[Opening SUPPLIED ENTRIES section]

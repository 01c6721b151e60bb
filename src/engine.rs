//! Component D — Staged Execution Engine.
//!
//! Grounded in the teacher's `KatsuBuilder`/`ImageBuilder` phase dispatch
//! (`builder.rs`'s `gen_phase!`/`phase!` skip-phase macros in `IsoBuilder::build`)
//! and generalized from "skip a named phase via an env var" into the spec's
//! full `--until`/`--thru`/`--resume` staged model with persisted checkpoints.

use std::collections::BTreeMap;

use color_eyre::{eyre::eyre, Result};
use serde::{Deserialize, Serialize};
use tracing::info;

use crate::error::KilnError;
use crate::model::gadget::GadgetInfo;
use crate::model::{self, ImageDefinition, RootfsSource};
use crate::process::ProcessRunner;
use crate::workspace::Workspace;

/// CLI-level flags that shape `Setup`/`CalculateStates` (spec §3 `StateMachine`).
#[derive(Debug, Clone)]
pub struct EngineFlags {
	pub workdir: Option<std::path::PathBuf>,
	pub output_dir: std::path::PathBuf,
	pub until: Option<String>,
	pub thru: Option<String>,
	pub resume: bool,
	pub debug: bool,
	pub verbose: bool,
	pub quiet: bool,
	pub sector_size: u32,
}

impl EngineFlags {
	/// # Errors
	/// [`KilnError::FlagConflict`] / [`KilnError::ResumeNeedsWorkdir`] per
	/// spec §4.D `Setup`.
	pub fn validate(&self) -> Result<()> {
		if self.until.is_some() && self.thru.is_some() {
			return Err(eyre!(KilnError::FlagConflict { a: "until", b: "thru" }));
		}
		if self.resume && self.workdir.is_none() {
			return Err(eyre!(KilnError::ResumeNeedsWorkdir));
		}
		let verbosity_flags = [self.debug, self.verbose, self.quiet].iter().filter(|b| **b).count();
		if verbosity_flags > 1 {
			return Err(eyre!(KilnError::FlagConflict { a: "debug/verbose", b: "quiet" }));
		}
		Ok(())
	}
}

/// Name-labelled unit of work. Function pointers (not closures) so the step
/// table can be rebuilt deterministically from a step *name* list on resume,
/// per the design note "store step names, not indices".
#[derive(Clone, Copy)]
pub struct Step {
	pub name: &'static str,
	pub run: fn(&mut Context) -> Result<()>,
}

impl std::fmt::Debug for Step {
	fn fmt(&self, f: &mut std::fmt::Formatter<'_>) -> std::fmt::Result {
		f.debug_struct("Step").field("name", &self.name).finish()
	}
}

/// Everything a step needs: the resolved model, the workspace, merged
/// package/snap lists, and the tool collaborators. Steps mutate this in
/// place (spec: "steps mutate [the staging directories]").
pub struct Context {
	pub flags: EngineFlags,
	pub workspace: Workspace,
	pub runner: ProcessRunner,
	pub image: ImageDefinition,
	pub gadget: Option<GadgetInfo>,
	pub packages: Vec<String>,
	pub rootfs_size: u64,
	pub volume_names: BTreeMap<String, String>,
	pub is_seeded: bool,
	/// Per-volume partition number of the `system-data` (or, failing that,
	/// `system-seed`) structure, assigned by `make_disk`'s partition-table
	/// pass and consumed by `update_grub` to mount `<loop>p<N>` instead of a
	/// hardcoded `p1` (spec §4.F step 4: "mount `<loop>p<rootfs-part>`").
	pub root_partitions: BTreeMap<String, u32>,
}

/// The persisted, resumable slice of engine state: which steps are planned,
/// in what order, and how many have completed (spec §6 metadata file).
#[derive(Debug, Clone, Serialize, Deserialize, Default)]
pub struct Checkpoint {
	pub planned: Vec<String>,
	pub completed: Vec<String>,
}

pub struct Engine {
	pub ctx: Context,
	pub steps: Vec<Step>,
	pub checkpoint: Checkpoint,
}

impl Engine {
	/// Validate flags, initialise the workspace, and either resume from a
	/// prior checkpoint or calculate a fresh step list (spec §4.D `Setup`).
	///
	/// # Errors
	/// Propagates flag-validation, workspace-I/O, and `--until`/`--thru`
	/// name-resolution failures.
	pub fn setup(flags: EngineFlags, image: ImageDefinition) -> Result<Self> {
		flags.validate()?;
		let workspace = Workspace::init(flags.workdir.clone())?;
		let runner = ProcessRunner::new(flags.debug);

		let steps = calculate_states(&image);
		let step_names: Vec<String> = steps.iter().map(|s| s.name.to_owned()).collect();

		for target in [&flags.until, &flags.thru].into_iter().flatten() {
			if !step_names.contains(target) {
				return Err(eyre!(KilnError::UnknownStep(target.clone())));
			}
		}

		let checkpoint = if flags.resume {
			workspace.load_metadata::<Checkpoint>().unwrap_or_else(|_| Checkpoint { planned: step_names, completed: vec![] })
		} else {
			Checkpoint { planned: step_names, completed: vec![] }
		};

		let ctx = Context {
			is_seeded: matches!(image.class, model::ImageClass::Preinstalled),
			packages: vec![],
			rootfs_size: 0,
			volume_names: BTreeMap::new(),
			root_partitions: BTreeMap::new(),
			gadget: None,
			flags,
			workspace,
			runner,
			image,
		};

		Ok(Self { ctx, steps, checkpoint })
	}

	/// Iterate from the checkpoint cursor forward; persist metadata after
	/// every successful step; halt at `--thru` inclusive or `--until`
	/// exclusive; on error, abort leaving the workspace intact.
	///
	/// # Errors
	/// Returns the first step's error; the workspace is left intact so the
	/// user can `--resume` after fixing the cause.
	pub fn run(&mut self) -> Result<()> {
		for step in &self.steps {
			if self.checkpoint.completed.contains(&step.name.to_owned()) {
				continue;
			}
			if self.ctx.flags.until.as_deref() == Some(step.name) {
				info!(step = step.name, "stopping before step (--until)");
				break;
			}

			info!(step = step.name, "running step");
			(step.run)(&mut self.ctx)?;

			self.checkpoint.completed.push(step.name.to_owned());
			self.ctx.workspace.save_metadata(&self.checkpoint)?;

			if self.ctx.flags.thru.as_deref() == Some(step.name) {
				info!(step = step.name, "stopping after step (--thru)");
				break;
			}
		}
		Ok(())
	}

	/// Workspace teardown only (spec §4.D `Teardown`).
	pub fn teardown(self) {
		self.ctx.workspace.teardown();
	}
}

/// Begins with the class's canonical base list, then splices in steps driven
/// by the image definition (spec §4.D `CalculateStates`).
#[must_use]
pub fn calculate_states(image: &ImageDefinition) -> Vec<Step> {
	let mut steps = Vec::new();

	if let Some(gadget) = &image.gadget {
		steps.push(match gadget.source_type {
			model::GadgetSourceType::Git => Step { name: "build_gadget_tree", run: crate::rootfs::build_gadget_tree },
			model::GadgetSourceType::Directory => {
				Step { name: "prepare_gadget_tree", run: crate::rootfs::prepare_gadget_tree }
			},
		});
	}
	steps.push(Step { name: "load_gadget_yaml", run: crate::rootfs::load_gadget_yaml });

	match image.rootfs.source() {
		RootfsSource::Seed => {
			steps.push(Step { name: "germinate", run: crate::rootfs::germinate::germinate });
			steps.push(Step { name: "create_chroot", run: crate::rootfs::chroot::create_chroot });
			steps.push(Step { name: "install_packages", run: crate::rootfs::packages::install_packages });
		},
		RootfsSource::ArchiveTasks => {
			steps.push(Step {
				name: "build_rootfs_from_tasks",
				run: crate::rootfs::germinate::build_rootfs_from_tasks,
			});
			steps.push(Step { name: "create_chroot", run: crate::rootfs::chroot::create_chroot });
			steps.push(Step { name: "install_packages", run: crate::rootfs::packages::install_packages });
		},
		RootfsSource::Tarball => {
			steps.push(Step { name: "extract_rootfs_tar", run: crate::rootfs::chroot::extract_rootfs_tar });
		},
		RootfsSource::Invalid => {},
	}

	if let Some(customization) = &image.customization {
		let wanted = model::customization_steps(customization);
		if wanted.contains("add_extra_ppas") {
			steps.push(Step { name: "add_extra_ppas", run: crate::rootfs::ppa::add_extra_ppas });
		}
		if wanted.contains("install_extra_packages") {
			steps.push(Step {
				name: "install_extra_packages",
				run: crate::rootfs::packages::install_extra_packages,
			});
		}
		if wanted.contains("install_extra_snaps") {
			steps.push(Step { name: "install_extra_snaps", run: crate::rootfs::snaps::install_extra_snaps });
			steps.push(Step { name: "preseed_extra_snaps", run: crate::rootfs::snaps::preseed_extra_snaps });
		}
		if wanted.contains("customize_cloud_init") {
			steps.push(Step { name: "customize_cloud_init", run: crate::rootfs::cloud_init::customize_cloud_init });
		}
		if wanted.contains("customize_fstab") {
			steps.push(Step { name: "customize_fstab", run: crate::rootfs::fstab::customize_fstab });
		}
		if wanted.contains("perform_manual_customization") {
			steps.push(Step {
				name: "perform_manual_customization",
				run: crate::rootfs::manual::perform_manual_customization,
			});
		}
	}

	steps.push(Step { name: "populate_rootfs_contents", run: crate::rootfs::populate_rootfs_contents });
	steps.push(Step { name: "populate_bootfs_contents", run: crate::volume::assemble::populate_bootfs_contents });
	steps.push(Step { name: "populate_prepare_partitions", run: crate::volume::assemble::populate_prepare_partitions });
	steps.push(Step { name: "make_disk", run: crate::volume::assemble::make_disk });

	if gadget_has_grub(image) {
		steps.push(Step { name: "update_grub", run: crate::volume::assemble::update_grub });
	}

	steps.push(Step { name: "generate_package_manifest", run: crate::manifest::generate_package_manifest });
	steps.push(Step { name: "generate_snap_manifest", run: crate::manifest::generate_snap_manifest });

	steps
}

fn gadget_has_grub(image: &ImageDefinition) -> bool {
	// The gadget YAML itself is only known after `load_gadget_yaml` runs, so at
	// plan time we conservatively schedule `update_grub` whenever a gadget is
	// declared at all; the step itself is a no-op warning if grub turns out
	// not to be the bootloader (see `volume::assemble::update_grub`).
	image.gadget.is_some()
}

#[cfg(test)]
mod tests {
	use super::*;

	fn def(yaml: &str) -> ImageDefinition {
		ImageDefinition::parse(yaml).unwrap()
	}

	#[test]
	fn until_and_thru_conflict() {
		let flags = EngineFlags {
			workdir: None,
			output_dir: "/tmp".into(),
			until: Some("a".into()),
			thru: Some("b".into()),
			resume: false,
			debug: false,
			verbose: false,
			quiet: false,
			sector_size: 512,
		};
		assert!(flags.validate().is_err());
	}

	#[test]
	fn resume_without_workdir_is_rejected() {
		let flags = EngineFlags {
			workdir: None,
			output_dir: "/tmp".into(),
			until: None,
			thru: None,
			resume: true,
			debug: false,
			verbose: false,
			quiet: false,
			sector_size: 512,
		};
		assert!(flags.validate().is_err());
	}

	#[test]
	fn calculate_states_splices_in_seed_steps() {
		let image = def(
			"name: t\narchitecture: amd64\nseries: jammy\nclass: preinstalled\nkernel: linux\nrootfs:\n  mirror: http://x\n  seed:\n    urls: [\"u\"]\n    branch: jammy\n    names: [server]\n",
		);
		let steps = calculate_states(&image);
		let names: Vec<_> = steps.iter().map(|s| s.name).collect();
		assert!(names.contains(&"germinate"));
		assert!(names.contains(&"create_chroot"));
		assert!(!names.contains(&"extract_rootfs_tar"));
	}

	#[test]
	fn calculate_states_skips_chroot_for_tarball() {
		let image = def(
			"name: t\narchitecture: amd64\nseries: jammy\nclass: preinstalled\nkernel: linux\nrootfs:\n  mirror: http://x\n  tarball:\n    url: \"http://x/rootfs.tar.gz\"\n",
		);
		let steps = calculate_states(&image);
		let names: Vec<_> = steps.iter().map(|s| s.name).collect();
		assert!(names.contains(&"extract_rootfs_tar"));
		assert!(!names.contains(&"create_chroot"));
		assert!(!names.contains(&"germinate"));
	}
}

[Closing SUPPLIED ENTRIES section]

Whenever the string "verbose" occurs in a line of the entries above, copy that line.

	pub verbose: bool,
		let verbosity_flags = [self.debug, self.verbose, self.quiet].iter().filter(|b| **b).count();
			return Err(eyre!(KilnError::FlagConflict { a: "debug/verbose", b: "quiet" }));
			verbose: false,
			verbose: false,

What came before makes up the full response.